The rise of the non-veggie vegetarian
http://news.bbc.co.uk/2/hi/uk_news/magazine/8341002.stm

By Finlo Rohrer
BBC News Magazine

Vegetarianism used to be simple - its protagonists foreswore the flesh of any dead animal. Today there are "veggies" who eat fish, and people who eat no meat but don't call themselves vegetarians. What happened?

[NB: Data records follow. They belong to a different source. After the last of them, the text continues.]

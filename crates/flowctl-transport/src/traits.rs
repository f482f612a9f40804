// Copyright 2024-2026 Farlight Networks, LLC
//
// Licensed under the Apache License, Version 2.0 (the "License");
// you may not use this file except in compliance with the License.
// You may obtain a copy of the License at
//
//     http://www.apache.org/licenses/LICENSE-2.0
//
// Unless required by applicable law or agreed to in writing, software
// distributed under the License is distributed on an "AS IS" BASIS,
// WITHOUT WARRANTIES OR CONDITIONS OF ANY KIND, either express or implied.
// See the License for the specific language governing permissions and
// limitations under the License.

//! Transport trait definitions.
//!
//! These traits abstract over the byte carriers a control channel can run
//! on, so the socket layer works the same over TCP, connected UDP and the
//! in-memory links used in tests.
//!
//! Links expose readiness futures plus non-blocking reads and writes. The
//! socket layer needs to learn that a write *would* block without waiting
//! for it, which `AsyncWrite` does not express.

use std::future::Future;
use std::io;
use std::net::SocketAddr;

/// How a link delimits data.
#[derive(Debug, Clone, Copy, PartialEq, Eq, Hash)]
pub enum LinkKind {
    /// Byte stream; short writes leave a remainder to resend.
    Stream,
    /// Message oriented; a short write loses the datagram.
    Datagram,
}

impl std::fmt::Display for LinkKind {
    fn fmt(&self, f: &mut std::fmt::Formatter<'_>) -> std::fmt::Result {
        match self {
            Self::Stream => write!(f, "stream"),
            Self::Datagram => write!(f, "datagram"),
        }
    }
}

/// An established, bidirectional link to a peer.
///
/// All methods take `&self` so one task can wait for readability while
/// another writes.
pub trait Link: Send + Sync + 'static {
    /// Returns how this link delimits data.
    fn kind(&self) -> LinkKind;

    /// Returns the remote address.
    ///
    /// # Errors
    ///
    /// Returns an error if the address is not available.
    fn peer_addr(&self) -> io::Result<SocketAddr>;

    /// Waits until the link may be readable.
    ///
    /// Readiness can be spurious; callers must handle
    /// [`io::ErrorKind::WouldBlock`] from [`try_read`](Self::try_read).
    fn readable(&self) -> impl Future<Output = io::Result<()>> + Send;

    /// Waits until the link may be writable.
    fn writable(&self) -> impl Future<Output = io::Result<()>> + Send;

    /// Reads without waiting.
    ///
    /// For streams `Ok(0)` means end of stream. For datagram links each
    /// call returns at most one datagram.
    ///
    /// # Errors
    ///
    /// Returns [`io::ErrorKind::WouldBlock`] if nothing is available.
    fn try_read(&self, buf: &mut [u8]) -> io::Result<usize>;

    /// Writes without waiting, returning the number of bytes accepted.
    ///
    /// # Errors
    ///
    /// Returns [`io::ErrorKind::WouldBlock`] if the link cannot accept data.
    fn try_write(&self, buf: &[u8]) -> io::Result<usize>;
}

/// Produces links by actively connecting to a fixed target.
///
/// The socket layer calls [`dial`](Self::dial) again on every reconnect
/// attempt, so implementations resolve the target each time.
pub trait Dialer: Send + Sync + 'static {
    /// The link type produced.
    type Link: Link;

    /// Connects to the target.
    fn dial(&self) -> impl Future<Output = io::Result<Self::Link>> + Send;
}

/// Produces links by accepting incoming connections.
pub trait Acceptor: Send + Sync + 'static {
    /// The link type produced.
    type Link: Link;

    /// Waits for the next incoming connection.
    fn accept(&self) -> impl Future<Output = io::Result<(Self::Link, SocketAddr)>> + Send;

    /// Returns the bound address.
    ///
    /// # Errors
    ///
    /// Returns an error if the address is not available.
    fn local_addr(&self) -> io::Result<SocketAddr>;
}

The conversation usually goes something a bit like this:

"Yeah, I'm a vegetarian."

"But that looks like fish you're eating."

"Oh yeah, I eat fish."

Confusion, perplexity and occasionally heated debate can follow as the "vegetarian" and their interrogator cover the issue of what is an animal and whether fish feel pain. But the Vegetarian Society, which has acted as the custodian of British vegetarianism since 1847, has a simple definition.

"A vegetarian does not eat any meat, poultry, game, fish, shellfish or crustacean, or slaughter byproducts," it says. They can make that even more pithy: "We don't eat dead things."

The society tackles the issue of fish-eating vegetarians with a page headed in red capitals: "VEGETARIANS DO NOT EAT FISH."

Juliet Gellatley, director of the vegan and vegetarian group Viva, is also clear on the issue of whether fish eaters can use the term vegetarian.

"They cannot. The definition is very clear. It's someone who doesn't eat anything from a killed animal.

"It does cause confusion if someone who calls themselves a vegetarian goes into a restaurant and orders a prawn cocktail."

Many of the fish-eating vegetarians will be making a dietary exception for health reasons. The government advises the consumption of at least two portions of fish a week, one of which should be oily fish. This intake is thought to help fight heart disease. Vegetarian organisations have to counter by noting that some nutritional benefits of eating oily fish can be gained from elsewhere. They recommend things like flaxseed oil and walnuts.  VARIANTS
Classic vegetarian: Eats no part of any dead animal
Vegan: Eats no animal product
Meat-avoider: Tries not to to eat meat but has occasional lapses
Meat-reducer: Is trying to eat less meat, probably for health reasons
Green eater: Avoids meat because of environmental impact

There may also be a tendency among some fish-eating vegetarians to assign a different ethical equation to the consumption of fish. It is something that is vehemently rejected by vegetarians.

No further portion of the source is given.